Cancer Genome Atlas Finds Shared Genomic Features That Could Aid Treatments
Alan McStravick for redOrbit.com — Your Universe Online
With the exhaustive amounts of research that have been focused on breast cancer over the past 2 decades, researchers have been able to recognize 4 subtypes of the cancer. Using data generated under The Cancer Genome Atlas (TCGA), the team was able to obtain new insights into the four standard molecular subtypes of breast cancer.
“TCGA’s comprehensive characterization of their high-quality samples allows researchers an unprecedented look at these breast cancer subgroups,” said National Institutes of Health (NIH) Director Francis S. Collins, M.D., Ph.D., in a statement. It was the TCGA Research Network that was able to uncover these marked genomic similarities between the Basal-like subtype and serous ovarian cancers. The mutation spectrum, or types and frequencies of genomic mutations, shared many similarities in both cancer types.
One particular subtype of breast cancer, it has been learned, shares many of the same genetic features with high-grade serous ovarian cancer. This form of ovarian cancer has traditionally been exceptionally difficult to treat, according to researchers supported by the NIH. The suggestion is that this finding links the two cancers to a similar molecular origin. This knowledge may facilitate the comparison of therapeutic data for subtypes of breast and ovarian cancers.
Their findings, part of a collaborative effort that received funding from the National Cancer Institute (NCI) and the National Human Genome Research Institute (NHGRI), both under the NIH, were published online yesterday and will appear in print, in the October 4 issue of Nature.
The implications from this discovery are very positive for women who are diagnosed with high-grade serous ovarian cancer, once an exceptionally dire diagnosis.

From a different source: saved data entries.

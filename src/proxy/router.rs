use crate::error::GatewayError;
use crate::proxy::context::{BoxBody, RequestContext};
use crate::proxy::filter::{find_fallback, FilterResult};
use crate::proxy::forwarder::Forwarder;
use crate::registry::InstanceLedger;
use crate::routing::{CompiledRoute, RouteTable};
use crate::upstream::{BreakerBank, LoadBalancer};
use arc_swap::ArcSwap;
use futures_util::FutureExt;
use http::header::{CONNECTION, HOST, TRANSFER_ENCODING};
use http::{HeaderName, HeaderValue, Uri};
use hyper::{Request, Response};
use std::net::SocketAddr;
use std::panic::AssertUnwindSafe;
use std::sync::Arc;
use std::time::{Duration, Instant};
use tracing::{debug, warn};

/// Per-request pipeline from inbound request to downstream response.
///
/// Phases:
///
/// 1. ROUTE_MATCH - first route whose predicates accept the request
/// 2. ON_REQUEST  - guard filters (rate limit), may short-circuit
/// 3. BREAKER     - per-target admission
/// 4. SELECT      - healthy instances from the ledger, then the LB policy
/// 5. FORWARD     - rewrite filters, forwarded headers, bounded call
/// 6. OUTCOME     - breaker and latency accounting, response filters
/// 7. LOG         - metrics and one access event
pub struct GatewayRouter {
    route_table: Arc<ArcSwap<RouteTable>>,
    ledger: Arc<InstanceLedger>,
    breakers: Arc<BreakerBank>,
    lb: Arc<LoadBalancer>,
    forwarder: Arc<dyn Forwarder>,
    timeout: Duration,
}

impl GatewayRouter {
    pub fn new(
        route_table: Arc<ArcSwap<RouteTable>>,
        ledger: Arc<InstanceLedger>,
        breakers: Arc<BreakerBank>,
        lb: Arc<LoadBalancer>,
        forwarder: Arc<dyn Forwarder>,
        timeout: Duration,
    ) -> Self {
        Self {
            route_table,
            ledger,
            breakers,
            lb,
            forwarder,
            timeout,
        }
    }

    /// Route one request. Always produces a response: gateway failures are
    /// rendered as JSON errors and a panic while handling the request
    /// becomes a 500 for this request only.
    pub async fn route(&self, req: Request<BoxBody>, peer_addr: SocketAddr) -> Response<BoxBody> {
        let host = req
            .headers()
            .get(HOST)
            .and_then(|v| v.to_str().ok())
            .unwrap_or("")
            .to_string();

        // Trust the left-most X-Forwarded-For entry when present, otherwise
        // the TCP peer.
        let client_ip = req
            .headers()
            .get("x-forwarded-for")
            .and_then(|v| v.to_str().ok())
            .and_then(|v| v.split(',').next())
            .and_then(|s| s.trim().parse::<std::net::IpAddr>().ok())
            .unwrap_or_else(|| peer_addr.ip());

        let mut ctx = RequestContext::new(
            host,
            req.uri().path().to_string(),
            req.method().as_str().to_string(),
            client_ip,
        );

        metrics::gauge!("waypoint_http_requests_in_flight").increment(1.0);
        let outcome = AssertUnwindSafe(self.try_route(req, peer_addr, &mut ctx))
            .catch_unwind()
            .await;
        metrics::gauge!("waypoint_http_requests_in_flight").decrement(1.0);

        let resp = match outcome {
            Ok(Ok(resp)) => resp,
            Ok(Err(err)) => {
                match err {
                    GatewayError::NoRouteFound => debug!(
                        "proxy: no route matched, method={}, path={}",
                        ctx.method, ctx.uri_path
                    ),
                    ref other => warn!(
                        "proxy: request failed, route={}, target={}, kind={}, error={}",
                        ctx.route_id,
                        ctx.target_service,
                        other.kind(),
                        other
                    ),
                }
                ctx.error_response(&err)
            }
            Err(panic) => {
                let msg = panic
                    .downcast_ref::<&str>()
                    .map(|s| s.to_string())
                    .or_else(|| panic.downcast_ref::<String>().cloned())
                    .unwrap_or_else(|| "unknown panic".to_string());
                tracing::error!(
                    "proxy: request handler panicked, route={}, path={}, panic={}",
                    ctx.route_id,
                    ctx.uri_path,
                    msg
                );
                ctx.error_response(&GatewayError::Internal("request handler panicked".into()))
            }
        };

        phase_log(&ctx, &resp);
        resp
    }

    /// The pipeline proper. `Err` carries the gateway failure that the
    /// caller renders; fallbacks are already applied.
    pub async fn try_route(
        &self,
        req: Request<BoxBody>,
        peer_addr: SocketAddr,
        ctx: &mut RequestContext,
    ) -> Result<Response<BoxBody>, GatewayError> {
        let table = self.route_table.load_full();
        let matched = table.match_route(req.method().as_str(), req.uri().path(), req.headers())?;
        let route = matched.route;

        ctx.route_id.clone_from(&route.id);
        ctx.target_service.clone_from(&route.target_service);
        ctx.path_params = matched.params;

        for filter in &route.filters {
            if let FilterResult::Reject(resp) = filter.on_request(ctx).await {
                return Ok(resp);
            }
        }

        let target = route.target_service.as_str();
        let Some(permit) = self.breakers.acquire(target) else {
            debug!(
                "proxy: circuit breaker open, route={}, target={}",
                route.id, target
            );
            return with_fallback(&route, GatewayError::BreakerOpen(target.to_string()));
        };

        let instances = self.ledger.healthy_instances(target);
        let Some(mut selection) = self.lb.select(route.load_balancer, target, instances) else {
            // Dropping the permit fails a trial that cannot be sent.
            drop(permit);
            return Err(GatewayError::NoHealthyInstance(target.to_string()));
        };

        ctx.instance_id.clone_from(&selection.instance.instance_id);
        ctx.upstream_addr.clone_from(&selection.instance.address);

        let downstream_req = match build_downstream_request(req, &route, ctx, peer_addr) {
            Ok(req) => req,
            Err(err) => {
                permit.record(false);
                return Err(err);
            }
        };

        let upstream_start = Instant::now();
        ctx.upstream_start = Some(upstream_start);
        let call = self.forwarder.forward(downstream_req);
        let result = match tokio::time::timeout(self.timeout, call).await {
            Ok(result) => result,
            Err(_) => Err(GatewayError::DownstreamTimeout),
        };

        match result {
            Ok(mut resp) => {
                let success = !is_server_error(resp.status().as_u16());
                permit.record(success);
                if !success {
                    selection.mark_failed();
                }
                drop(selection);

                for filter in &route.filters {
                    filter.on_response(ctx, &mut resp);
                }
                Ok(resp)
            }
            Err(err) => {
                permit.record(false);
                selection.mark_failed();
                warn!(
                    "proxy: downstream call failed, route={}, target={}, instance={}, upstream={}, elapsed_ms={}, error={}",
                    route.id,
                    target,
                    ctx.instance_id,
                    ctx.upstream_addr,
                    upstream_start.elapsed().as_millis(),
                    err
                );
                with_fallback(&route, err)
            }
        }
    }
}

fn with_fallback(
    route: &CompiledRoute,
    err: GatewayError,
) -> Result<Response<BoxBody>, GatewayError> {
    match find_fallback(&route.filters) {
        Some(fallback) if err.is_fallback_eligible() => {
            metrics::counter!(
                "waypoint_fallback_responses_total",
                "route" => route.id.clone(),
                "kind" => err.kind(),
            )
            .increment(1);
            Ok(fallback.respond(&err))
        }
        _ => Err(err),
    }
}

/// Rebuild the inbound request for the chosen instance:
/// `http://{address}{rewritten path}{?query}`.
fn build_downstream_request(
    req: Request<BoxBody>,
    route: &CompiledRoute,
    ctx: &RequestContext,
    peer_addr: SocketAddr,
) -> Result<Request<BoxBody>, GatewayError> {
    let (parts, body) = req.into_parts();
    let mut headers = parts.headers;
    inject_forwarded_headers(&mut headers, peer_addr, &ctx.host);

    let mut path = parts.uri.path().to_string();
    for filter in &route.filters {
        filter.on_forward(ctx, &mut path, &mut headers);
    }
    remove_hop_headers(&mut headers);

    let query = parts.uri.query();
    let mut uri = String::with_capacity(
        "http://".len() + ctx.upstream_addr.len() + path.len() + query.map_or(0, |q| q.len() + 1),
    );
    uri.push_str("http://");
    uri.push_str(&ctx.upstream_addr);
    uri.push_str(&path);
    if let Some(q) = query {
        uri.push('?');
        uri.push_str(q);
    }
    let uri: Uri = uri.parse().map_err(|e| {
        GatewayError::Internal(format!("invalid downstream uri for '{}': {}", ctx.upstream_addr, e))
    })?;

    let mut downstream = Request::new(body);
    *downstream.method_mut() = parts.method;
    *downstream.uri_mut() = uri;
    *downstream.headers_mut() = headers;
    Ok(downstream)
}

fn is_server_error(status: u16) -> bool {
    (500..600).contains(&status)
}

fn phase_log(ctx: &RequestContext, resp: &Response<BoxBody>) {
    let resp_status = resp.status().as_u16();
    ctx.finalize_metrics(resp_status);

    let total_ms = ctx.start.elapsed().as_millis();
    let upstream_ms = ctx.upstream_start.map(|s| s.elapsed().as_millis()).unwrap_or(0);

    tracing::info!(
        client_ip = %ctx.client_ip,
        method = %ctx.method,
        host = %ctx.host,
        path = %ctx.uri_path,
        status = resp_status,
        route = %ctx.route_id,
        target = %ctx.target_service,
        instance = %ctx.instance_id,
        upstream = %ctx.upstream_addr,
        latency_ms = %total_ms,
        upstream_ms = %upstream_ms,
        "access"
    );
}

fn remove_hop_headers(headers: &mut http::HeaderMap) {
    let hop_headers: &[HeaderName] = &[
        CONNECTION,
        HeaderName::from_static("keep-alive"),
        HeaderName::from_static("proxy-authenticate"),
        HeaderName::from_static("proxy-authorization"),
        HeaderName::from_static("te"),
        HeaderName::from_static("trailers"),
        TRANSFER_ENCODING,
        HeaderName::from_static("upgrade"),
    ];

    for h in hop_headers {
        headers.remove(h);
    }
}

/// Append the peer to `X-Forwarded-For`, default `X-Forwarded-Proto` to
/// `http`, and set `X-Forwarded-Host` and `X-Real-IP`.
fn inject_forwarded_headers(
    headers: &mut http::HeaderMap,
    peer_addr: SocketAddr,
    original_host: &str,
) {
    static XFF: HeaderName = HeaderName::from_static("x-forwarded-for");
    static XFP: HeaderName = HeaderName::from_static("x-forwarded-proto");
    static XFH: HeaderName = HeaderName::from_static("x-forwarded-host");
    static XRI: HeaderName = HeaderName::from_static("x-real-ip");

    let peer_ip = peer_addr.ip().to_string();

    if let Some(existing) = headers.get(&XFF).and_then(|v| v.to_str().ok()) {
        let mut combined = String::with_capacity(existing.len() + 2 + peer_ip.len());
        combined.push_str(existing);
        combined.push_str(", ");
        combined.push_str(&peer_ip);
        if let Ok(v) = HeaderValue::from_str(&combined) {
            headers.insert(XFF.clone(), v);
        }
    } else if let Ok(v) = HeaderValue::from_str(&peer_ip) {
        headers.insert(XFF.clone(), v);
    }

    if !headers.contains_key(&XFP) {
        headers.insert(XFP.clone(), HeaderValue::from_static("http"));
    }

    if !original_host.is_empty() {
        if let Ok(v) = HeaderValue::from_str(original_host) {
            headers.insert(XFH.clone(), v);
        }
    }

    if let Ok(v) = HeaderValue::from_str(&peer_ip) {
        headers.insert(XRI.clone(), v);
    }
}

This is because, as it shares genetic similarities with a form of breast cancer that has established treatment protocols, doctors will now be able to target this form of ovarian cancer in much the same way.

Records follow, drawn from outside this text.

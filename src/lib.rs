pub mod config;
pub mod error;
pub mod metrics;
pub mod proxy;
pub mod registry;
pub mod routing;
pub mod server;
pub mod upstream;

pub use error::GatewayError;
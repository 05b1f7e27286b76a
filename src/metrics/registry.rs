use metrics::{describe_counter, describe_gauge, describe_histogram, Unit};
use metrics_exporter_prometheus::{Matcher, PrometheusBuilder, PrometheusHandle};
use std::sync::OnceLock;

/// Histogram bucket boundaries for latency metrics (seconds).
const LATENCY_BUCKETS: &[f64] = &[
    0.001, 0.005, 0.01, 0.025, 0.05, 0.1, 0.25, 0.5, 1.0, 2.5, 5.0, 10.0,
];

static HANDLE: OnceLock<PrometheusHandle> = OnceLock::new();

/// Thin handle around the global metrics recorder.
///
/// After `Metrics::install()` the `metrics` crate macros (`counter!`, `gauge!`,
/// `histogram!`) can be used anywhere in the codebase. The `PrometheusHandle`
/// is retained solely for rendering the `/metrics` endpoint.
#[derive(Clone)]
pub struct Metrics {
    handle: PrometheusHandle,
}

impl Metrics {
    /// Install the global Prometheus recorder and register metric
    /// descriptions. Later calls return a handle to the same recorder.
    pub fn install() -> anyhow::Result<Self> {
        if let Some(handle) = HANDLE.get() {
            return Ok(Self {
                handle: handle.clone(),
            });
        }

        let recorder = PrometheusBuilder::new()
            .set_buckets_for_metric(
                Matcher::Suffix("_duration_seconds".to_string()),
                LATENCY_BUCKETS,
            )?
            .build_recorder();
        let handle = recorder.handle();

        if metrics::set_global_recorder(recorder).is_ok() {
            let _ = HANDLE.set(handle.clone());
            describe_all();
            tracing::info!("metrics: prometheus recorder installed");
            return Ok(Self { handle });
        }

        // Lost the race to a concurrent install, or a foreign recorder owns the slot.
        if let Some(installed) = HANDLE.get() {
            return Ok(Self {
                handle: installed.clone(),
            });
        }
        tracing::warn!("metrics: a global recorder is already installed, /metrics will be empty");
        Ok(Self { handle })
    }

    /// Render all metrics in Prometheus text exposition format.
    pub fn render(&self) -> String {
        self.handle.render()
    }
}

enum Kind {
    Counter,
    Gauge,
    Histogram,
}

const DESCRIPTIONS: &[(Kind, &str, Unit, &str)] = &[
    // request path
    (Kind::Counter, "waypoint_http_requests_total", Unit::Count, "Total HTTP requests processed"),
    (
        Kind::Histogram,
        "waypoint_http_request_duration_seconds",
        Unit::Seconds,
        "Total request duration from client perspective",
    ),
    (
        Kind::Histogram,
        "waypoint_downstream_request_duration_seconds",
        Unit::Seconds,
        "Time spent waiting for the downstream instance",
    ),
    (Kind::Gauge, "waypoint_http_requests_in_flight", Unit::Count, "Requests currently being processed"),
    (Kind::Counter, "waypoint_gateway_errors_total", Unit::Count, "Gateway-side failures by kind"),
    (Kind::Counter, "waypoint_fallback_responses_total", Unit::Count, "Failures answered by a route fallback"),
    // rate limiting
    (Kind::Counter, "waypoint_rate_limit_rejected_total", Unit::Count, "Requests rejected by a rate limiter"),
    (Kind::Counter, "waypoint_rate_limit_allowed_total", Unit::Count, "Requests admitted by a rate limiter"),
    // registry
    (Kind::Gauge, "waypoint_registry_instances", Unit::Count, "Registered instances after the last sweep"),
    (
        Kind::Counter,
        "waypoint_registry_registrations_total",
        Unit::Count,
        "Register calls, including re-registrations",
    ),
    (Kind::Counter, "waypoint_registry_heartbeats_total", Unit::Count, "Heartbeats accepted"),
    (Kind::Counter, "waypoint_registry_evictions_total", Unit::Count, "Instances evicted for an expired lease"),
    (
        Kind::Counter,
        "waypoint_registry_self_preservation_total",
        Unit::Count,
        "Sweeps skipped because self-preservation engaged",
    ),
    // circuit breaker
    (
        Kind::Gauge,
        "waypoint_breaker_state",
        Unit::Count,
        "Breaker state per target: 0=closed 1=open 2=half_open",
    ),
    (Kind::Counter, "waypoint_breaker_transitions_total", Unit::Count, "Breaker state transitions"),
    (Kind::Counter, "waypoint_breaker_rejections_total", Unit::Count, "Calls rejected by an open breaker"),
    // listeners
    (Kind::Gauge, "waypoint_connections_active", Unit::Count, "Open client connections on the proxy listener"),
    (Kind::Counter, "waypoint_connections_total", Unit::Count, "Proxy listener accepts by status"),
    // config
    (Kind::Gauge, "waypoint_config_routes_total", Unit::Count, "Routes currently loaded"),
    (Kind::Counter, "waypoint_config_reloads_total", Unit::Count, "Route reload attempts by result"),
];

fn describe_all() {
    for (kind, name, unit, help) in DESCRIPTIONS {
        let (name, unit, help) = (*name, unit.clone(), *help);
        match kind {
            Kind::Counter => describe_counter!(name, unit, help),
            Kind::Gauge => describe_gauge!(name, unit, help),
            Kind::Histogram => describe_histogram!(name, unit, help),
        }
    }
}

In fact, computational analyses have been completed that show that the Basal-like breast and serous ovarian cancers could exhibit susceptibility to treatments that would inhibit blood vessel growth. One such therapy, a chemotherapy drug called cisplatin, performs in this manner, effectively cutting off blood supply to the tumor.
“The molecular similarity of one of the principal subtypes of breast cancer to that found in ovarian cancer gives us additional leverage to compare treatments and outcomes across these two cancers,” noted Harold Varmus, M.D., NCI director, in a statement. “This treasure trove of genetic information will need to be examined in great detail to identify how we can use it functionally and clinically.”

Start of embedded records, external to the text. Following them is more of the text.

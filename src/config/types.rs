use serde::{Deserialize, Deserializer, Serialize};
use std::collections::HashMap;

/// Deserialize a `T` that implements `Default`, treating JSON `null` the same as
/// a missing field (returns `T::default()`).  Use with:
///   `#[serde(default, deserialize_with = "deserialize_null_default")]`
fn deserialize_null_default<'de, D, T>(deserializer: D) -> Result<T, D::Error>
where
    D: Deserializer<'de>,
    T: Default + Deserialize<'de>,
{
    Ok(Option::<T>::deserialize(deserializer)?.unwrap_or_default())
}

/// Top-level gateway configuration.
#[derive(Debug, Clone, Default, Serialize, Deserialize)]
pub struct GatewayConfig {
    #[serde(default)]
    pub server: ServerConfig,

    #[serde(default)]
    pub registry: RegistryConfig,

    #[serde(default)]
    pub breaker: BreakerConfig,

    #[serde(default)]
    pub proxy: ProxyConfig,

    /// Ordered route list. Declaration order is match order.
    #[serde(default, deserialize_with = "deserialize_null_default")]
    pub routes: Vec<RouteConfig>,
}

#[derive(Debug, Clone, Serialize, Deserialize)]
pub struct ServerConfig {
    #[serde(default = "default_listen")]
    pub listen: String,

    /// Registration API, dashboards, health and metrics.
    #[serde(default = "default_admin_listen")]
    pub admin_listen: String,
}

impl Default for ServerConfig {
    fn default() -> Self {
        Self {
            listen: default_listen(),
            admin_listen: default_admin_listen(),
        }
    }
}

fn default_listen() -> String {
    "0.0.0.0:8080".to_string()
}

fn default_admin_listen() -> String {
    "0.0.0.0:9091".to_string()
}

#[derive(Debug, Clone, Serialize, Deserialize)]
pub struct RegistryConfig {
    /// Lease applied when a registration does not carry its own TTL.
    #[serde(default = "default_lease_secs")]
    pub default_lease_secs: u64,

    #[serde(default = "default_sweep_interval")]
    pub sweep_interval_secs: u64,

    /// Extra time past lease expiry before the monitor evicts an instance.
    #[serde(default = "default_grace_window")]
    pub grace_window_secs: u64,

    #[serde(default)]
    pub self_preservation: SelfPreservationConfig,
}

impl Default for RegistryConfig {
    fn default() -> Self {
        Self {
            default_lease_secs: default_lease_secs(),
            sweep_interval_secs: default_sweep_interval(),
            grace_window_secs: default_grace_window(),
            self_preservation: SelfPreservationConfig::default(),
        }
    }
}

fn default_lease_secs() -> u64 {
    30
}

fn default_sweep_interval() -> u64 {
    5
}

fn default_grace_window() -> u64 {
    5
}

/// A sweep that would evict more than `threshold` of all instances is
/// treated as a partition on our side and skipped.
#[derive(Debug, Clone, Serialize, Deserialize)]
pub struct SelfPreservationConfig {
    #[serde(default = "default_true")]
    pub enabled: bool,

    /// Fraction in (0, 1].
    #[serde(default = "default_self_preservation_threshold")]
    pub threshold: f64,

    /// Below this many registered instances the policy does not apply.
    #[serde(default = "default_self_preservation_min_instances")]
    pub min_instances: usize,
}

Statistics provided by the World Health Organization show that each year there are approximately 1.3 million new cases of breast cancer, with 450,000 fatalities resultant from that diagnosis. Breast cancer, while not exclusively a female condition, (men account for 1% of breast cancer cases), is the most common cancer among women. The majority of these diagnoses are what are called sporadic, which negates familial history as a cause. There are genetic diagnoses, as well.
Dr. Eric D. Green, MD, PhD, director of the NHGRI commented, “The data generated by the TCGA program comprise a vast resource that investigators will be analyzing for years to come. The resource of information about breast cancer genomes will undoubtedly fuel myriad discoveries by the cancer research community.”